Article
My fellow disability community, how many times have you been shamed, shut down or laughed at for expressing your sexuality and need to be treated as a sexual being? Do you ever feel like you’re asking for too much? Our healthcare system and other systems like NDIS not only lack research, resources and awareness surrounding intimacy, sex and relationships for people with disabilities. But, also refuse to be educated on such matters and as a result, we are being forced into a society where we are being mocked for having sexual desires that are apart of the human existence and coerced into violent abusive situations.
Society sadly doesn’t cater for any sort of access needs such as the lack of accessible sex toys or resources that helps us to explore pleasure safely, which not only hurts but also puts us in danger of decreasing in mental health and suffering abuse.
For example, the NDIS system doesn’t recognise it as being reasonable and necessary. People automatically assume because I’m a disabled non speaker, living with cerebral palsy that I am not a sexual being or interested in exploring my natural and physiological needs.
However, I blame our systems, not our communities because if our systems actually supported us, then it would be easier for society to follow by example.
These are a few experiences I have had navigating a world that doesn’t accommodate, educate and normalise people with disabilities as sexual, datable beings. Let me give you a glimpse into my world, you will soon see what I mean by this.

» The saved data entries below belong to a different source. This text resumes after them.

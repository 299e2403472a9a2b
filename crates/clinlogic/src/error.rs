//! Configuration and rule file errors

use thiserror::Error;

/// Errors raised while loading configuration or rule files
#[derive(Debug, Error, Clone)]
pub enum ConfigError {
    /// The file could not be read
    #[error("Cannot read '{path}': {message}")]
    Io { path: String, message: String },

    /// The file is not valid JSON for the expected shape
    #[error("Invalid '{path}': {message}")]
    Parse { path: String, message: String },

    /// A rule definition could not be compiled
    #[error("Invalid rule '{token}': {message}")]
    Rule { token: String, message: String },
}

impl ConfigError {
    pub fn io(path: impl Into<String>, message: impl Into<String>) -> Self {
        Self::Io {
            path: path.into(),
            message: message.into(),
        }
    }

    pub fn parse(path: impl Into<String>, message: impl Into<String>) -> Self {
        Self::Parse {
            path: path.into(),
            message: message.into(),
        }
    }

    pub fn rule(token: impl Into<String>, message: impl Into<String>) -> Self {
        Self::Rule {
            token: token.into(),
            message: message.into(),
        }
    }
}

/// Read and deserialize a JSON file
pub(crate) fn read_json<T: serde::de::DeserializeOwned>(
    path: &std::path::Path,
) -> Result<T, ConfigError> {
    let display = path.display().to_string();
    let text = std::fs::read_to_string(path).map_err(|e| ConfigError::io(&display, e.to_string()))?;
    serde_json::from_str(&text).map_err(|e| ConfigError::parse(display, e.to_string()))
}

When I’m dating someone, I receive a lot of stares, misguided ableist compliments, like “how beautiful”, and “it’s so nice to see”, which implies that my dates are doing me a service by dating me. I even get looks of shock followed by whispers like, “they’re dating”, or “are they kissing?!”. Once my long term ex partner was asked if they were my father and my support worker who was with us at the time, my mother. I don’t know if any of us fully recovered from the horror and disbelief.
Sometimes, I come across people who can become a little obsessed with me, I mean who wouldn’t be, I’m a meal on wheels.

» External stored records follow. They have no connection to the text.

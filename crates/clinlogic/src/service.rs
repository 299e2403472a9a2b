//! Logic service: the orchestrator behind every evaluation
//!
//! The service owns the data source registry, the token catalogue and the
//! rule table. It resolves each token reference either to a rule or to the
//! data source serving the key, and caches provider reads in the evaluation
//! context under keys that combine source, key, cohort and index date.

use crate::config::LogicConfig;
use crate::error::ConfigError;
use crate::rule::{Rule, RuleSet};
use clinlogic_criteria::{LogicCriteria, TokenReference};
use clinlogic_eval::{
    CriteriaEngine, DataSourceRegistry, EvalError, EvalResult, EvaluationContext,
    EvaluationContextBuilder, LogicDataSource, ResultMap, TokenEntry, TokenRegistry,
    TokenResolver,
};
use clinlogic_types::{Cohort, Datatype, LogicResult, PatientId};
use indexmap::IndexMap;
use log::{debug, info, warn};
use parking_lot::RwLock;
use std::path::Path;
use std::sync::Arc;
use std::sync::atomic::{AtomicU64, Ordering};

/// Tag attached to every rule token
pub const RULE_TAG: &str = "rule";

/// Clinical logic orchestrator
pub struct LogicService {
    config: LogicConfig,
    sources: DataSourceRegistry,
    tokens: TokenRegistry,
    rules: RwLock<IndexMap<String, Arc<dyn Rule>>>,
    // Bumped on rule changes so cached verdicts of replaced rules are never served
    rule_generation: AtomicU64,
}

impl Default for LogicService {
    fn default() -> Self {
        Self::new()
    }
}

impl LogicService {
    /// Create a service with the default configuration
    pub fn new() -> Self {
        Self::with_config(LogicConfig::default())
    }

    /// Create a service with a specific configuration
    pub fn with_config(config: LogicConfig) -> Self {
        Self {
            config,
            sources: DataSourceRegistry::new(),
            tokens: TokenRegistry::new(),
            rules: RwLock::new(IndexMap::new()),
            rule_generation: AtomicU64::new(0),
        }
    }

    pub fn config(&self) -> &LogicConfig {
        &self.config
    }

    /// The data source registry
    pub fn sources(&self) -> &DataSourceRegistry {
        &self.sources
    }

    /// The token catalogue
    pub fn tokens(&self) -> &TokenRegistry {
        &self.tokens
    }

    /// A context builder preconfigured with the service's default TTL
    pub fn context_builder(&self) -> EvaluationContextBuilder {
        EvaluationContext::builder().default_ttl(self.config.default_ttl_seconds)
    }

    // =====================================================================
    // Data sources
    // =====================================================================

    /// Register a data source; each of its keys becomes a token tagged with
    /// the source name
    pub fn register_data_source(
        &self,
        name: impl Into<String>,
        source: Arc<dyn LogicDataSource>,
    ) -> EvalResult<()> {
        let name = name.into();
        // Held across registration so no rule can claim a key in between
        let rules = self.rules.write();
        if let Some(key) = source.keys().into_iter().find(|key| rules.contains_key(key)) {
            return Err(EvalError::duplicate_data_source(
                &name,
                format!("key '{key}' is already a rule token"),
            ));
        }
        self.sources.register(name.clone(), source)?;
        drop(rules);
        if let Some(registration) = self.sources.registration(&name) {
            for key in &registration.keys {
                self.tokens.save_token(key.clone(), [name.clone()]);
            }
        }
        Ok(())
    }

    /// Remove a data source and its tokens
    pub fn unregister_data_source(&self, name: &str) -> bool {
        match self.sources.unregister(name) {
            Some(registration) => {
                for key in &registration.keys {
                    self.tokens.delete_token(key);
                }
                true
            }
            None => false,
        }
    }

    // =====================================================================
    // Rules
    // =====================================================================

    /// Add a rule under a new token
    pub fn add_rule<I, S>(&self, token: impl Into<String>, tags: I, rule: Arc<dyn Rule>) -> EvalResult<()>
    where
        I: IntoIterator<Item = S>,
        S: Into<String>,
    {
        let token = token.into();
        let mut rules = self.rules.write();
        if rules.contains_key(&token) || self.sources.has_key(&token) {
            return Err(EvalError::duplicate_token(token));
        }
        let mut tags: Vec<String> = tags.into_iter().map(Into::into).collect();
        tags.push(RULE_TAG.to_string());
        self.tokens.save_token(token.clone(), tags);
        info!("Added rule '{token}'");
        rules.insert(token, rule);
        Ok(())
    }

    /// Get a rule by token
    pub fn get_rule(&self, token: &str) -> Option<Arc<dyn Rule>> {
        self.rules.read().get(token).cloned()
    }

    /// Replace an existing rule, keeping its tags
    pub fn update_rule(&self, token: &str, rule: Arc<dyn Rule>) -> EvalResult<()> {
        let mut rules = self.rules.write();
        let slot = rules
            .get_mut(token)
            .ok_or_else(|| EvalError::unknown_key(token))?;
        *slot = rule;
        self.rule_generation.fetch_add(1, Ordering::Relaxed);
        info!("Updated rule '{token}'");
        Ok(())
    }

    /// Remove a rule and its token
    pub fn remove_rule(&self, token: &str) -> Option<Arc<dyn Rule>> {
        let removed = self.rules.write().shift_remove(token)?;
        self.tokens.delete_token(token);
        self.rule_generation.fetch_add(1, Ordering::Relaxed);
        info!("Removed rule '{token}'");
        Some(removed)
    }

    /// Every rule token, in insertion order
    pub fn rule_tokens(&self) -> Vec<String> {
        self.rules.read().keys().cloned().collect()
    }

    /// Compile and add every rule of a rule set
    pub fn add_rules(&self, set: &RuleSet) -> Result<(), ConfigError> {
        for definition in &set.rules {
            let rule = definition.compile()?;
            self.add_rule(definition.token.clone(), definition.tags.clone(), Arc::new(rule))
                .map_err(|e| ConfigError::rule(&definition.token, e.to_string()))?;
        }
        Ok(())
    }

    /// Load and add the rules of a rules file
    pub fn add_rules_from_file(&self, path: impl AsRef<Path>) -> Result<usize, ConfigError> {
        let set = RuleSet::from_file(path)?;
        self.add_rules(&set)?;
        Ok(set.rules.len())
    }

    // =====================================================================
    // Evaluation
    // =====================================================================

    /// Evaluate criteria for a cohort.
    ///
    /// The cohort becomes the context's base cohort; switching to a different
    /// cohort clears the context cache.
    pub fn evaluate(
        &self,
        context: &EvaluationContext,
        cohort: &Cohort,
        criteria: &LogicCriteria,
    ) -> EvalResult<ResultMap> {
        context.use_cohort(cohort);
        let mut results = self.evaluate_within(context, cohort, criteria)?;
        if self.config.fill_missing {
            for patient in cohort.iter() {
                results.entry(patient).or_default();
            }
            results.sort_keys();
        }
        Ok(results)
    }

    /// Parse and evaluate an expression for a cohort
    pub fn evaluate_expression(
        &self,
        context: &EvaluationContext,
        cohort: &Cohort,
        expression: &str,
    ) -> EvalResult<ResultMap> {
        let criteria = LogicCriteria::parse(expression)?;
        self.evaluate(context, cohort, &criteria)
    }

    /// Evaluate criteria for one patient without touching the base cohort
    pub fn evaluate_patient(
        &self,
        context: &EvaluationContext,
        patient: PatientId,
        criteria: &LogicCriteria,
    ) -> EvalResult<LogicResult> {
        let mut results = self.evaluate_within(context, &Cohort::single(patient), criteria)?;
        Ok(results.shift_remove(&patient).unwrap_or_default())
    }

    /// Evaluate several criteria for a cohort, in order
    pub fn evaluate_many(
        &self,
        context: &EvaluationContext,
        cohort: &Cohort,
        criteria: &[LogicCriteria],
    ) -> EvalResult<Vec<ResultMap>> {
        criteria
            .iter()
            .map(|c| self.evaluate(context, cohort, c))
            .collect()
    }

    /// Run the engine without rebasing the cache or filling missing members
    pub(crate) fn evaluate_within(
        &self,
        context: &EvaluationContext,
        cohort: &Cohort,
        criteria: &LogicCriteria,
    ) -> EvalResult<ResultMap> {
        CriteriaEngine::new(self).evaluate(context, cohort, criteria)
    }

    fn resolve_rule(
        &self,
        context: &EvaluationContext,
        cohort: &Cohort,
        token: &str,
        rule: &dyn Rule,
    ) -> EvalResult<ResultMap> {
        let cache_key = format!(
            "rule:{token}#{}|cohort:{}|index:{}",
            self.rule_generation.load(Ordering::Relaxed),
            cohort.fingerprint(),
            context.index_date()
        );
        if let Some(hit) = context.get_from_cache(&cache_key) {
            return Ok(hit);
        }

        let _active = context.enter_rule(token)?;
        let verdicts = rule
            .evaluate_cohort(self, context, cohort)
            .map_err(|e| {
                if e.is_structural() {
                    e
                } else {
                    warn!("Rule '{token}' failed: {e}");
                    EvalError::rule_failed(token, e.to_string())
                }
            })?;
        let results: ResultMap = verdicts
            .into_iter()
            .map(|(patient, fires)| (patient, LogicResult::of(fires)))
            .collect();
        let ttl = rule.ttl().unwrap_or_else(|| self.config.rule_ttl());
        context.put_in_cache(cache_key, results.clone(), Some(ttl));
        Ok(results)
    }

    // =====================================================================
    // Token catalogue
    // =====================================================================

    /// Every token with its tags
    pub fn all_tokens(&self) -> Vec<TokenEntry> {
        self.tokens.entries()
    }

    /// Tokens containing `partial`, case-insensitively
    pub fn find_tokens(&self, partial: &str) -> Vec<String> {
        self.tokens.get_tokens(partial)
    }

    /// Tags containing `partial`, case-insensitively
    pub fn find_tags(&self, partial: &str) -> Vec<String> {
        self.tokens.get_tags(partial)
    }

    /// Tags of one token
    pub fn token_tags(&self, token: &str) -> Option<Vec<String>> {
        self.tokens.tags_of(token)
    }

    pub fn add_token_tag(&self, token: &str, tag: impl Into<String>) -> EvalResult<()> {
        self.tokens.add_tag(token, tag)
    }

    pub fn remove_token_tag(&self, token: &str, tag: &str) -> EvalResult<bool> {
        self.tokens.remove_tag(token, tag)
    }

    /// Tokens carrying `tag`
    pub fn tokens_with_tag(&self, tag: &str) -> Vec<String> {
        self.tokens.get_tokens_by_tag(tag)
    }

    /// Datatype a token answers with.
    ///
    /// Rules answer boolean unless they declare otherwise; source keys answer
    /// whatever their source reports.
    pub fn default_datatype(&self, token: &str) -> Option<Datatype> {
        if let Some(rule) = self.get_rule(token) {
            return Some(rule.default_datatype().unwrap_or(Datatype::Boolean));
        }
        self.sources
            .resolve(token)
            .ok()?
            .instance
            .default_datatype(token)
    }

    /// Parameters a token accepts; source keys take none
    pub fn parameter_list(&self, token: &str) -> Option<Vec<String>> {
        if let Some(rule) = self.get_rule(token) {
            return Some(rule.parameters());
        }
        self.sources.has_key(token).then(Vec::new)
    }
}

impl TokenResolver for LogicService {
    fn resolve(
        &self,
        context: &EvaluationContext,
        cohort: &Cohort,
        reference: &TokenReference,
    ) -> EvalResult<ResultMap> {
        if reference.source.is_none() {
            if let Some(rule) = self.get_rule(&reference.key) {
                return self.resolve_rule(context, cohort, &reference.key, rule.as_ref());
            }
        }

        let registration = match &reference.source {
            Some(source) => self.sources.resolve_in(source, &reference.key)?,
            None => self.sources.resolve(&reference.key)?,
        };
        let cache_key = format!(
            "source:{}|key:{}|cohort:{}|index:{}",
            registration.name,
            reference.key,
            cohort.fingerprint(),
            context.index_date()
        );
        if let Some(hit) = context.get_from_cache(&cache_key) {
            return Ok(hit);
        }

        debug!("Reading '{}' from '{}'", reference.key, registration.name);
        let token = LogicCriteria::Token(TokenReference::new(reference.key.clone()));
        let results = registration.instance.read(context, cohort, &token)?;
        let ttl = self
            .config
            .source_ttl(&registration.name, registration.default_ttl);
        context.put_in_cache(cache_key, results.clone(), Some(ttl));
        Ok(results)
    }
}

Actually, these people are generally more obsessed with my disability and how it looks to others when we are together.
In the past, I haven’t known until it’s too late because it is still a new experience for me to navigate. When this happens, I am treated like an ornament - a trophy on a book shelf to be admired. I have also been told, after breaking up with someone, that they still daydreamed about taking me to the toilet, which was something I didn’t have any prior knowledge of them fantasising about when they confess to me. Ick!

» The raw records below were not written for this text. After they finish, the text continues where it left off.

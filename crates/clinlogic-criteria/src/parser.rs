//! Criteria expression parser
//!
//! Accepts both the fluent method form (`"CD4 COUNT".last(2).within.past.days(330)`)
//! and the legacy clause form (`LAST {CD4 COUNT} < 200 WITHIN 6 MONTHS`).

use crate::criteria::{
    Aggregate, ComparisonOp, DateConstraint, DateRef, Direction, LogicCriteria, Operand,
};
use crate::error::CriteriaError;
use chrono::{NaiveDate, NaiveDateTime};
use clinlogic_types::{Duration, DurationUnits};
use rust_decimal::Decimal;
use std::str::FromStr;
use winnow::ascii::{Caseless, digit1, multispace0, multispace1};
use winnow::combinator::{alt, cut_err, opt, preceded};
use winnow::error::{ContextError, ErrMode, StrContext, StrContextValue};
use winnow::prelude::*;
use winnow::token::{literal, take_while};

const METHOD_NAMES: &[&str] = &[
    "last",
    "first",
    "latest",
    "earliest",
    "count",
    "average",
    "avg",
    "exists",
    "not_exists",
    "distinct",
    "within",
    "before",
    "after",
    "as_of",
    "gt",
    "gte",
    "lt",
    "lte",
    "eq",
    "ne",
    "contains",
];

const RESERVED_WORDS: &[&str] = &["and", "or", "not"];

// Characters that can only appear in structured expressions
const GRAMMAR_CHARS: &[char] = &['@', '{', '}', '"', '\'', '<', '>', '=', '!', '(', ')'];

/// Parse a criteria expression.
///
/// Text made only of plain words that does not otherwise parse is taken as a
/// single token name, matching how bare concept names were always accepted.
/// Text using a conjunction, NOT or a method segment never falls back.
pub fn parse(text: &str) -> Result<LogicCriteria, CriteriaError> {
    let criteria = match expression.parse(text) {
        Ok(criteria) => criteria,
        Err(e) => match plain_token(text) {
            Some(criteria) => criteria,
            None => {
                let offset = e.offset();
                let mut message = e.inner().to_string();
                if message.is_empty() {
                    let near: String = text.get(offset..).unwrap_or("").chars().take(24).collect();
                    message = if near.is_empty() {
                        "unexpected end of expression".to_string()
                    } else {
                        format!("unexpected input near '{near}'")
                    };
                }
                return Err(CriteriaError::parse(text, offset, message));
            }
        },
    };
    criteria.validate()?;
    Ok(criteria)
}

fn plain_token(text: &str) -> Option<LogicCriteria> {
    let trimmed = text.trim();
    if trimmed.is_empty() || trimmed.contains(GRAMMAR_CHARS) {
        return None;
    }
    let structured = trimmed.split_whitespace().any(|word| {
        RESERVED_WORDS
            .iter()
            .any(|reserved| reserved.eq_ignore_ascii_case(word))
            || word.split('.').skip(1).any(is_method_name)
    });
    if structured {
        return None;
    }
    Some(LogicCriteria::token(trimmed))
}

enum Condition {
    Compare(ComparisonOp, Operand),
    Date(DateConstraint),
    Between(DateRef, DateRef),
}

impl Condition {
    fn apply(self, criteria: LogicCriteria) -> LogicCriteria {
        match self {
            Condition::Compare(op, operand) => criteria.compare(op, operand),
            Condition::Date(constraint) => criteria.constrain(constraint),
            Condition::Between(start, end) => criteria.between(start, end),
        }
    }
}

// ---------------------------------------------------------------------------
// Helpers
// ---------------------------------------------------------------------------

fn expected(what: &'static str) -> StrContext {
    StrContext::Expected(StrContextValue::Description(what))
}

fn backtrack<T>() -> ModalResult<T> {
    Err(ErrMode::Backtrack(ContextError::new()))
}

fn is_word_char(c: char) -> bool {
    c.is_alphanumeric() || c == '_'
}

fn is_segment_char(c: char) -> bool {
    c.is_alphanumeric() || matches!(c, '_' | '-' | ',' | '/' | '%' | '#' | '&' | '+' | ':')
}

fn is_method_name(name: &str) -> bool {
    METHOD_NAMES
        .iter()
        .any(|method| method.eq_ignore_ascii_case(name))
}

/// Case-insensitive keyword that is not the prefix of a longer word
fn kw<'a>(keyword: &'static str) -> impl FnMut(&mut &'a str) -> ModalResult<()> {
    move |input: &mut &'a str| {
        let saved = *input;
        literal(Caseless(keyword)).parse_next(input)?;
        if input.starts_with(is_word_char) {
            *input = saved;
            return backtrack();
        }
        Ok(())
    }
}

fn ident<'a>(input: &mut &'a str) -> ModalResult<&'a str> {
    take_while(1.., is_word_char).parse_next(input)
}

fn nonneg_integer(input: &mut &str) -> ModalResult<usize> {
    let saved = *input;
    let digits = digit1.parse_next(input)?;
    digits.parse::<usize>().map_err(|_| {
        *input = saved;
        ErrMode::Backtrack(ContextError::new())
    })
}

fn number_text<'a>(input: &mut &'a str) -> ModalResult<&'a str> {
    let text = (opt(literal("-")), digit1, opt((literal("."), digit1)))
        .take()
        .parse_next(input)?;
    if input.starts_with(is_segment_char) {
        return backtrack();
    }
    Ok(text)
}

fn decimal_literal(input: &mut &str) -> ModalResult<Decimal> {
    let text = number_text(input)?;
    Decimal::from_str(text).map_err(|_| ErrMode::Cut(ContextError::new()))
}

fn float_literal(input: &mut &str) -> ModalResult<f64> {
    let text = number_text(input)?;
    text.parse::<f64>()
        .map_err(|_| ErrMode::Cut(ContextError::new()))
}

fn quoted(input: &mut &str, quote: char) -> ModalResult<String> {
    literal(quote).parse_next(input)?;
    let content = take_while(0.., move |c: char| c != quote).parse_next(input)?;
    cut_err(literal(quote))
        .context(expected("closing quote"))
        .parse_next(input)?;
    Ok(content.to_string())
}

fn braced(input: &mut &str) -> ModalResult<String> {
    literal("{").parse_next(input)?;
    let content = take_while(0.., |c: char| c != '}').parse_next(input)?;
    cut_err(literal("}"))
        .context(expected("'}'"))
        .parse_next(input)?;
    let key = content.trim();
    if key.is_empty() {
        return Err(ErrMode::Cut(ContextError::new()));
    }
    Ok(key.to_string())
}

fn close_paren(input: &mut &str) -> ModalResult<()> {
    multispace0.parse_next(input)?;
    cut_err(literal(")"))
        .context(expected("')'"))
        .void()
        .parse_next(input)
}

// ---------------------------------------------------------------------------
// Dates and operands
// ---------------------------------------------------------------------------

fn small_number(input: &mut &str) -> ModalResult<u32> {
    let digits = take_while(1..=2, |c: char| c.is_ascii_digit()).parse_next(input)?;
    digits
        .parse::<u32>()
        .map_err(|_| ErrMode::Cut(ContextError::new()))
}

fn date_literal(input: &mut &str) -> ModalResult<NaiveDateTime> {
    let year = take_while(4, |c: char| c.is_ascii_digit()).parse_next(input)?;
    literal("-").parse_next(input)?;
    let month = small_number(input)?;
    literal("-").parse_next(input)?;
    let day = small_number(input)?;

    let (mut hour, mut minute, mut second) = (0, 0, 0);
    if opt(literal("T")).parse_next(input)?.is_some() {
        hour = cut_err(small_number).context(expected("hour")).parse_next(input)?;
        cut_err(literal(":")).context(expected("':'")).parse_next(input)?;
        minute = cut_err(small_number).context(expected("minute")).parse_next(input)?;
        if opt(literal(":")).parse_next(input)?.is_some() {
            second = cut_err(small_number).context(expected("second")).parse_next(input)?;
        }
    }
    if input.starts_with(is_segment_char) {
        return backtrack();
    }

    let year: i32 = year.parse().map_err(|_| ErrMode::Cut(ContextError::new()))?;
    NaiveDate::from_ymd_opt(year, month, day)
        .and_then(|date| date.and_hms_opt(hour, minute, second))
        .ok_or_else(|| ErrMode::Cut(ContextError::new()))
}

fn date_ref(input: &mut &str) -> ModalResult<DateRef> {
    if opt(kw("today")).parse_next(input)?.is_some() {
        return Ok(DateRef::IndexDate);
    }
    let quote = opt(alt((literal('\''), literal('"')))).parse_next(input)?;
    let date = date_literal(input)?;
    if let Some(quote) = quote {
        cut_err(literal(quote))
            .context(expected("closing quote"))
            .parse_next(input)?;
    }
    Ok(DateRef::Fixed(date))
}

fn operand(input: &mut &str) -> ModalResult<Operand> {
    if let Some(date) = opt(date_literal).parse_next(input)? {
        return Ok(Operand::Datetime(date));
    }
    if let Some(number) = opt(decimal_literal).parse_next(input)? {
        return Ok(Operand::Numeric(number));
    }
    if input.starts_with('\'') {
        return quoted(input, '\'').map(Operand::Text);
    }
    if input.starts_with('"') {
        return quoted(input, '"').map(Operand::Text);
    }
    if opt(kw("true")).parse_next(input)?.is_some() {
        return Ok(Operand::Boolean(true));
    }
    if opt(kw("false")).parse_next(input)?.is_some() {
        return Ok(Operand::Boolean(false));
    }
    let word = take_while(1.., is_segment_char).parse_next(input)?;
    Ok(Operand::Text(word.to_string()))
}

// ---------------------------------------------------------------------------
// Boolean structure
// ---------------------------------------------------------------------------

fn expression(input: &mut &str) -> ModalResult<LogicCriteria> {
    multispace0.parse_next(input)?;
    let criteria = disjunction(input)?;
    multispace0.parse_next(input)?;
    Ok(criteria)
}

Don’t get me wrong, I love a good fetish, go off queen but saying statements such as these aren’t only weird, but also very harmful to the person with disability. I hear you, the reader, ask where were the red flags? They were there, I just chose to ignore them because to quote the song by No Doubt “I’m just a girl” and I didn’t know better at the time. Another example of my disabled body being fetishised was when someone was aroused by eating food off my chest, which had fallen from my mouth, when assisting me to eat at a restaurant in public because I couldn’t remove the food myself.
I was yet again Infantilised and violated, but this time it was by someone I trusted enough to let into my heart space and I was in unfamiliar territory. Disgusting, what happened to inside thoughts?! Why would anyone get off by the things that I can’t do, without consent?
It felt as if they were trying to overcompensate for society’s shortcomings around disability and didn’t have the appropriate tools for awareness so they inadvertently made the same mistakes as the majority of our community.
This is why we need our systems to recognise that we, people with disability are to be celebrated as the magnificent, whole, sexual, datable beings we are. Systems like NDIS need to fund things like sex toys, sex work and other disability related access tools that makes it possible for us to explore our bodies safely. Healthcare needs to include more educational services for disabled individuals and families, not silence us from asking questions. This is a worldwide problem that we need to address.
Society, if you are curious, just ask. I can almost guarantee that we don’t mind answering your questions. We don’t deserve to be mocked, locked up in the cupboard, like Grandma’s old Worm Charming trophies from her heyday, not to be seen or spoken about.
We are people, funnily enough and it’s our differences that make us vibrant. Hear us, see us, embrace us!